Home > Bible, Judaism, writing > New Evidence on Who Wrote the Bible, and When

New Evidence on Who Wrote the Bible, and When

The world’s most popular piece of writing may have been written earlier than many people think. And it may have been more widely read.

In 2004, I suggested that the Israelites promoted widespread literacy early in the first millennium BCE, in part or perhaps primarily to help spread Scripture. My analysis, which appears in my NYU Press publication In the Beginning: A Short History of the Hebrew Language, is based largely on theoretical considerations like the ancient Israelites’ contributions to writing.

In 2007, the excellent scholar Karel van der Toorn published a competing theory in his Scribal Culture and the Making of the Hebrew Bible. He represents the more mainsteam view that literacy was limited to a very small scribal class. In my review of his work for the Jerusalem Post (apparently no longer available on line), I noted that:

Vexingly, then, we are left with two largely incompatible conclusions [van der Toorn’s and mine], each internally consistent and coherent, but unlikely both to be entirely correct. Puzzles such as these create exciting times for scholarship…

In an article just published in PNAS (Proceedings of the National Academy of Sciences of the United States of America) — available on line here for a fee and summarized here by the New York Times — an interdisciplinary team that includes mathematicians, archaeologists, and historians concludes that literacy was widespread in the Kingdom of Judah as early as 600BCE.

Their evidence comes from 16 inscriptions from Arad, an ancient military outpost south of Jerusalem. The style of the letters in the inscriptions points to at least six different ancient literate writers. The content of the inscriptions suggests that even low-ranking officials wrote things for themselves.
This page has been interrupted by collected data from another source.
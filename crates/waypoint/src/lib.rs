//! Waypoint - service discovery agent
//!
//! Keeps a live, shared view of the endpoints registered for a set of
//! services in an etcd v2 style directory, and hands membership changes to
//! a connection registry.

mod runtime;

pub use waypoint_core;
pub use waypoint_runtime;

// Testing macros live at the waypoint_core crate root.
#[cfg(feature = "testing")]
pub use waypoint_core::assert_err_variant;

pub use runtime::prelude;
pub use runtime::{Waypoint, WaypointBuilder};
In fact, the authors identify five rungs of hierarchy represented by the inscriptions, starting with the king of Judah and running through a high-ranking commander, a local commander in Arad, and a quartermaster in Arad named Eliashib down to Eliashib’s subordinate. Even that subordinate, apparently, was literate.

The authors conclude that literacy in Judah was widespread far earlier than scholars like van der Toorn have thought.

Combined with my largely theoretical evidence in In the Beginning, we now have even more reason to believe that parts of the written text of the Bible date to the early first millennium BCE.

Additionally, it seems that widespread literacy was an integral part of the ancient Judaean agenda, alongside other more widely noted goals such as monotheism.

Categories: Bible, Judaism, writing
  1. WoundedEgo
    April 12, 2016 at 12:18 pm

    Is there any known popular medium? Papyrus?

  2. WoundedEgo
    April 12, 2016 at 12:19 pm

    Any known popular medium? Papyrus?

  3. kategladstone
    October 31, 2016 at 1:44 pm

    Is this blog continuing? Or did it end in April of 2016?